» What to produce
Copy all lines below containing "None".

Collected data
//! Read-side job queries: detail, status, logs, results and statistics.

use std::sync::Arc;

use bigshot_core::error::CoreError;
use bigshot_core::job_events::UpdateType;
use bigshot_core::job_result::{EnumerationResult, JobOutcome};
use bigshot_core::job_status::JobStatus;
use bigshot_core::job_type::JobType;
use bigshot_core::progress::estimate_completion;
use bigshot_core::task_state::TaskState;
use bigshot_core::types::{DbId, Timestamp};
use bigshot_db::models::job::{Job, JobListQuery, JobPage, JobStats};
use bigshot_db::store::JobStore;
use bigshot_events::ActiveJobSummary;
use chrono::Utc;
use serde::Serialize;

use crate::error::PipelineError;
use crate::queue::TaskQueue;

// ---------------------------------------------------------------------------
// Views
// ---------------------------------------------------------------------------

/// Live queue-side view of a job's task.
#[derive(Debug, Clone, PartialEq, Serialize)]
pub struct TaskStatusView {
    pub task_id: String,
    /// `None` when the queue no longer knows the task.
    pub state: Option<TaskState>,
    pub ready: bool,
    pub successful: bool,
    pub failed: bool,
}

impl TaskStatusView {
    fn new(task_id: String, state: Option<TaskState>) -> Self {
        Self {
            task_id,
            ready: state.is_some_and(TaskState::is_ready),
            successful: state == Some(TaskState::Succeeded),
            failed: state == Some(TaskState::Failed),
            state,
        }
    }
}

#[derive(Debug, Clone, Serialize)]
pub struct JobStatusView {
    #[serde(flatten)]
    pub job: Job,
    pub task_status: Option<TaskStatusView>,
    pub estimated_completion: Option<Timestamp>,
}

#[derive(Debug, Clone, Copy, PartialEq, Eq, Serialize)]
#[serde(rename_all = "UPPERCASE")]
pub enum LogLevel {
    Info,
    Warn,
    Error,
}

#[derive(Debug, Clone, PartialEq, Serialize)]
pub struct LogEntry {
    pub timestamp: Timestamp,
    pub level: LogLevel,
    pub message: String,
}

impl LogEntry {
    fn new(timestamp: Timestamp, level: LogLevel, message: impl Into<String>) -> Self {
        Self {
            timestamp,
            level,
            message: message.into(),
        }
    }
}

#[derive(Debug, Clone, Serialize)]
pub struct JobLogs {
    pub job_id: DbId,
    pub logs: Vec<LogEntry>,
}

#[derive(Debug, Clone, Serialize)]
pub struct JobResults {
    pub job_id: DbId,
    #[serde(rename = "type")]
    pub job_type: JobType,
    pub target: Option<String>,
    pub outcome: Option<JobOutcome>,
}

// ---------------------------------------------------------------------------
// Service
// ---------------------------------------------------------------------------

#[derive(Clone)]
pub struct JobQueryService {
    jobs: Arc<dyn JobStore>,
    queue: Arc<dyn TaskQueue>,
}

impl JobQueryService {
    pub fn new(jobs: Arc<dyn JobStore>, queue: Arc<dyn TaskQueue>) -> Self {
        Self { jobs, queue }
    }

    pub async fn get_job(&self, job_id: DbId) -> Result<Job, PipelineError> {
        self.jobs
            .find_by_id(job_id)
            .await?
            .ok_or_else(|| {
                CoreError::NotFound {
                    entity: "job",
                    id: job_id,
                }
                .into()
            })
    }

    pub async fn list(&self, params: &JobListQuery) -> Result<JobPage, PipelineError> {
        Ok(self.jobs.list(params).await?)
    }

    /// The job with its live task state and an estimated completion time.
    ///
    /// Queue errors degrade to a missing task status.
    pub async fn status(&self, job_id: DbId) -> Result<JobStatusView, PipelineError> {
        let job = self.get_job(job_id).await?;
        let task_status = match job.task_id() {
            Some(task_id) => self.lookup_task(job_id, task_id).await,
            None => None,
        };
        let estimated_completion = estimate_completion(
            job.status,
            job.progress,
            job.created_at,
            job.updated_at,
            Utc::now(),
        );

        Ok(JobStatusView {
            job,
            task_status,
            estimated_completion,
        })
    }

    /// Raw queue state of the job's task. `NotFound` when no task id was
    /// ever recorded for the job.
    pub async fn task_status(&self, job_id: DbId) -> Result<TaskStatusView, PipelineError> {
        let job = self.get_job(job_id).await?;
        let task_id = job.task_id().ok_or_else(|| {
            CoreError::NotFound {
                entity: "task for job",
                id: job_id,
            }
        })?;
        let state = self.queue.state(&task_id).await?;
        Ok(TaskStatusView::new(task_id, state))
    }

    /// Log lines derived from the job's timestamps and notification ledger.
    pub async fn logs(&self, job_id: DbId) -> Result<JobLogs, PipelineError> {
        let job = self.get_job(job_id).await?;
        Ok(JobLogs {
            job_id,
            logs: synthesize_logs(&job),
        })
    }

    /// Outcome of a completed job.
    pub async fn results(&self, job_id: DbId) -> Result<JobResults, PipelineError> {
        let job = self.get_job(job_id).await?;
        if job.status != JobStatus::Completed {
            return Err(CoreError::Conflict(format!(
                "Job {job_id} is {}; results are only available once completed",
                job.status
            ))
            .into());
        }

        let outcome = job.result_envelope().outcome.or_else(|| {
            (job.job_type == JobType::DomainEnumeration)
                .then(|| JobOutcome::Enumeration(EnumerationResult::default()))
        });
        Ok(JobResults {
            job_id,
            job_type: job.job_type,
            target: job.target,
            outcome,
        })
    }

    pub async fn stats(&self) -> Result<JobStats, PipelineError> {
        Ok(self.jobs.stats().await?)
    }

    pub async fn active_jobs(&self) -> Result<Vec<ActiveJobSummary>, PipelineError> {
        let jobs = self.jobs.list_active().await?;
        Ok(jobs
            .into_iter()
            .map(|job| ActiveJobSummary {
                id: job.id,
                job_type: job.job_type,
                target: job.target,
                status: job.status,
                progress: job.progress,
                created_at: job.created_at,
                updated_at: job.updated_at,
            })
            .collect())
    }

    async fn lookup_task(&self, job_id: DbId, task_id: String) -> Option<TaskStatusView> {
        match self.queue.state(&task_id).await {
            Ok(state) => Some(TaskStatusView::new(task_id, state)),
            Err(e) => {
                tracing::warn!(job_id, task_id = %task_id, error = %e, "Task state lookup failed");
                None
            }
        }
    }
}

fn synthesize_logs(job: &Job) -> Vec<LogEntry> {
    let scope = job.target.as_deref().unwrap_or("all domains");
    let mut logs = vec![LogEntry::new(
        job.created_at,
        LogLevel::Info,
        format!("Job created: {} for {scope}", job.job_type),
    )];

    let envelope = job.result_envelope();
    for entry in envelope.notifications.entries() {
        let detail = entry
            .details
            .get("message")
            .or_else(|| entry.details.get("error"))
            .and_then(serde_json::Value::as_str);
        let (level, message) = match entry.notification_type {
            UpdateType::Started => (LogLevel::Info, "Job started".to_string()),
            UpdateType::Progress => (LogLevel::Info, "Progress update".to_string()),
            UpdateType::Completed => (LogLevel::Info, "Job completed".to_string()),
            UpdateType::Failed => (
                LogLevel::Error,
                format!("Job failed: {}", detail.unwrap_or("unknown error")),
            ),
            UpdateType::Cancelled => (LogLevel::Warn, "Job cancelled".to_string()),
        };
        logs.push(LogEntry::new(entry.timestamp, level, message));
    }

    let already_logged = envelope
        .notifications
        .entries()
        .iter()
        .any(|entry| entry.notification_type.as_str() == job.status.as_str());
    if !already_logged {
        let line = match job.status {
            JobStatus::Pending => None,
            JobStatus::Running => Some((
                LogLevel::Info,
                format!("Job running: {}% complete", job.progress),
            )),
            JobStatus::Completed => Some((LogLevel::Info, "Job completed".to_string())),
            JobStatus::Failed => Some((
                LogLevel::Error,
                format!(
                    "Job failed: {}",
                    job.error_message.as_deref().unwrap_or("unknown error")
                ),
            )),
            JobStatus::Cancelled => Some((LogLevel::Warn, "Job cancelled".to_string())),
        };
        if let Some((level, message)) = line {
            logs.push(LogEntry::new(job.updated_at, level, message));
        }
    }

    logs
}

» Answer space
    /// `None` when the queue no longer knows the task.
            None => None,
                None
            JobStatus::Pending => None,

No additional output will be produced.